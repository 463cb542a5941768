//! Create-container payload for the long-lived runtime container.

use std::collections::HashMap;
use std::path::Path;

use bollard::container::Config;
use bollard::models::{HostConfig, Mount, MountTypeEnum, PortBinding, RestartPolicy, RestartPolicyNameEnum};
use krypton_datamodel::server::ServerRecord;

use crate::template;

pub const SERVER_ID_LABEL: &str = "pterodactyl.server.id";
pub const SERVER_NAME_LABEL: &str = "pterodactyl.server.name";

const CPU_PERIOD: i64 = 100_000;

fn environment(record: &ServerRecord, startup: &str) -> Vec<String> {
    let mut env = vec![
        "TERM=xterm".to_owned(),
        "HOME=/home/container".to_owned(),
        "USER=container".to_owned(),
        format!("STARTUP={startup}"),
    ];

    for var in &record.variables {
        env.push(format!("{}={}", template::env_name(&var.name), var.value()));
    }

    env
}

/// Build the create-container payload for a server's runtime container.
/// `startup` is the already-templated startup command.
pub fn container_config(record: &ServerRecord, startup: &str, volume: &Path) -> Config<String> {
    let port = record.allocation.port;
    let tcp = format!("{port}/tcp");
    let udp = format!("{port}/udp");

    let binding = || {
        Some(vec![PortBinding {
            host_ip: Some(record.allocation.bind_address.clone()),
            host_port: Some(port.to_string()),
        }])
    };

    Config {
        image: Some(record.image.clone()),
        user: Some("container".to_owned()),
        working_dir: Some("/home/container".to_owned()),
        env: Some(environment(record, startup)),
        tty: Some(true),
        open_stdin: Some(true),
        attach_stdin: Some(true),
        attach_stdout: Some(true),
        attach_stderr: Some(true),
        exposed_ports: Some(HashMap::from([
            (tcp.clone(), HashMap::new()),
            (udp.clone(), HashMap::new()),
        ])),
        labels: Some(HashMap::from([
            (SERVER_ID_LABEL.to_owned(), record.id.clone()),
            (SERVER_NAME_LABEL.to_owned(), record.name.clone()),
        ])),
        host_config: Some(HostConfig {
            mounts: Some(vec![Mount {
                target: Some("/home/container".to_owned()),
                source: Some(volume.to_string_lossy().into_owned()),
                typ: Some(MountTypeEnum::BIND),
                read_only: Some(false),
                ..Default::default()
            }]),
            memory: Some(record.memory_limit as i64),
            memory_swap: Some((record.memory_limit * 2) as i64),
            cpu_quota: Some((record.cpu_limit * CPU_PERIOD as f64) as i64),
            cpu_period: Some(CPU_PERIOD),
            network_mode: Some("bridge".to_owned()),
            init: Some(true),
            security_opt: Some(vec!["no-new-privileges".to_owned()]),
            readonly_paths: Some(
                [
                    "/proc/bus",
                    "/proc/fs",
                    "/proc/irq",
                    "/proc/sys",
                    "/proc/sysrq-trigger",
                ]
                .map(str::to_owned)
                .to_vec(),
            ),
            restart_policy: Some(RestartPolicy {
                name: Some(RestartPolicyNameEnum::UNLESS_STOPPED),
                maximum_retry_count: None,
            }),
            port_bindings: Some(HashMap::from([(tcp, binding()), (udp, binding())])),
            ..Default::default()
        }),
        ..Default::default()
    }
}
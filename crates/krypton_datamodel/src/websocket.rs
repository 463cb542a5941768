//! JSON frames spoken over the live session socket.
//!
//! Every frame is `{event, data}`; the adjacently-tagged representation
//! keeps the enum variants and the wire shape in lockstep.

use std::fmt;
use std::str::FromStr;

use serde::{Deserialize, Serialize};

use crate::server::ServerState;

/// Close code sent when authentication is missing or rejected.
pub const CLOSE_POLICY_VIOLATION: u16 = 1008;
/// Close code sent on unrecoverable daemon-side failures.
pub const CLOSE_INTERNAL: u16 = 1011;
/// Close code sent when the authentication deadline elapses.
pub const CLOSE_TRY_AGAIN_LATER: u16 = 1013;

#[derive(Debug, Clone, Copy, PartialEq, Eq, Serialize, Deserialize)]
#[serde(rename_all = "lowercase")]
pub enum PowerAction {
    Start,
    Stop,
    Restart,
    Kill,
}

impl PowerAction {
    pub fn as_str(&self) -> &'static str {
        match self {
            PowerAction::Start => "start",
            PowerAction::Stop => "stop",
            PowerAction::Restart => "restart",
            PowerAction::Kill => "kill",
        }
    }
}

impl fmt::Display for PowerAction {
    fn fmt(&self, f: &mut fmt::Formatter) -> fmt::Result {
        write!(f, "{}", self.as_str())
    }
}

impl FromStr for PowerAction {
    type Err = ();

    fn from_str(s: &str) -> Result<Self, ()> {
        match s {
            "start" => Ok(PowerAction::Start),
            "stop" => Ok(PowerAction::Stop),
            "restart" => Ok(PowerAction::Restart),
            "kill" => Ok(PowerAction::Kill),
            _ => Err(()),
        }
    }
}

#[derive(Debug, Clone, Copy, Deserialize)]
pub struct PowerActionData {
    pub action: PowerAction,
}

/// Client-to-daemon events.
#[derive(Debug, Deserialize)]
#[serde(tag = "event", content = "data", rename_all = "snake_case")]
pub enum InboundFrame {
    SendCommand(String),
    PowerAction(PowerActionData),
    Heartbeat,
}

#[derive(Debug, Clone, Serialize)]
pub struct MemoryStats {
    pub used: u64,
    pub limit: u64,
    pub percent: f64,
}

#[derive(Debug, Clone, Serialize)]
pub struct NetworkStats {
    pub rx_bytes: u64,
    pub tx_bytes: u64,
    pub rx_rate: f64,
    pub tx_rate: f64,
}

/// Payload of the `stats` event. When the container is not running only
/// `state` is populated.
#[derive(Debug, Clone, Serialize)]
pub struct StatsPayload {
    pub state: ServerState,
    #[serde(skip_serializing_if = "Option::is_none")]
    pub cpu_percent: Option<f64>,
    #[serde(skip_serializing_if = "Option::is_none")]
    pub memory: Option<MemoryStats>,
    #[serde(skip_serializing_if = "Option::is_none")]
    pub network: Option<NetworkStats>,
}

impl StatsPayload {
    pub fn offline(state: ServerState) -> Self {
        Self { state, cpu_percent: None, memory: None, network: None }
    }
}

/// Daemon-to-client events.
#[derive(Debug, Clone, Serialize)]
#[serde(tag = "event", content = "data", rename_all = "snake_case")]
pub enum OutboundFrame {
    AuthSuccess {
        state: ServerState,
    },
    ConsoleOutput {
        message: String,
    },
    Stats(StatsPayload),
    PowerStatus {
        status: String,
        action: PowerAction,
        state: ServerState,
        #[serde(skip_serializing_if = "Option::is_none")]
        error: Option<String>,
    },
    HeartbeatAck,
    Error {
        message: String,
    },
}

impl OutboundFrame {
    pub fn console(message: impl Into<String>) -> Self {
        OutboundFrame::ConsoleOutput { message: message.into() }
    }

    pub fn error(message: impl Into<String>) -> Self {
        OutboundFrame::Error { message: message.into() }
    }
}

#[cfg(test)]
mod tests {
    use super::*;

    #[test]
    fn inbound_send_command_parses() {
        let frame: InboundFrame =
            serde_json::from_str(r#"{"event":"send_command","data":"say hello"}"#).unwrap();
        match frame {
            InboundFrame::SendCommand(cmd) => assert_eq!(cmd, "say hello"),
            other => panic!("unexpected frame: {other:?}"),
        }
    }

    #[test]
    fn inbound_power_action_parses() {
        let frame: InboundFrame =
            serde_json::from_str(r#"{"event":"power_action","data":{"action":"kill"}}"#).unwrap();
        match frame {
            InboundFrame::PowerAction(data) => assert_eq!(data.action, PowerAction::Kill),
            other => panic!("unexpected frame: {other:?}"),
        }
    }

    #[test]
    fn inbound_heartbeat_parses_without_data() {
        let frame: InboundFrame = serde_json::from_str(r#"{"event":"heartbeat"}"#).unwrap();
        assert!(matches!(frame, InboundFrame::Heartbeat));
    }

    #[test]
    fn outbound_frames_take_the_event_data_shape() {
        let json = serde_json::to_value(OutboundFrame::AuthSuccess {
            state: ServerState::Running,
        })
        .unwrap();
        assert_eq!(json["event"], "auth_success");
        assert_eq!(json["data"]["state"], "running");

        let json = serde_json::to_value(OutboundFrame::HeartbeatAck).unwrap();
        assert_eq!(json["event"], "heartbeat_ack");
        assert!(json.get("data").is_none());
    }

    #[test]
    fn offline_stats_carry_only_state() {
        let json =
            serde_json::to_value(OutboundFrame::Stats(StatsPayload::offline(ServerState::Stopped)))
                .unwrap();
        assert_eq!(json["data"]["state"], "stopped");
        assert!(json["data"].get("cpu_percent").is_none());
        assert!(json["data"].get("memory").is_none());
    }
}
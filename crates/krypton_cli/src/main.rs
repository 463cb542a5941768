#![deny(clippy::unwrap_used)]

use krypton_core::config::KryptonConfig;
use tracing_subscriber::EnvFilter;

#[tokio::main]
async fn main() -> anyhow::Result<()> {
    let config = KryptonConfig::load(&KryptonConfig::default_path())?;

    let default_level = if config.debug { "debug" } else { "info" };
    let filter =
        EnvFilter::try_from_default_env().unwrap_or_else(|_| EnvFilter::new(default_level));
    tracing_subscriber::fmt().with_env_filter(filter).init();

    krypton_core::krypton_main(config).await?;

    Ok(())
}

------------------------------------------------------------------------

## AIM OF THE TASK
Each line from the first line of the listing through the line with "const CPU_PERIOD: i64 = 100_000;" must be output exactly, both ends included, and no other line may appear.

## TASK RESPONSE
repository 463cb542a5941768
//! Create-container payload for the long-lived runtime container.

use std::collections::HashMap;
use std::path::Path;

use bollard::container::Config;
use bollard::models::{HostConfig, Mount, MountTypeEnum, PortBinding, RestartPolicy, RestartPolicyNameEnum};
use krypton_datamodel::server::ServerRecord;

use crate::template;

pub const SERVER_ID_LABEL: &str = "pterodactyl.server.id";
pub const SERVER_NAME_LABEL: &str = "pterodactyl.server.name";

const CPU_PERIOD: i64 = 100_000;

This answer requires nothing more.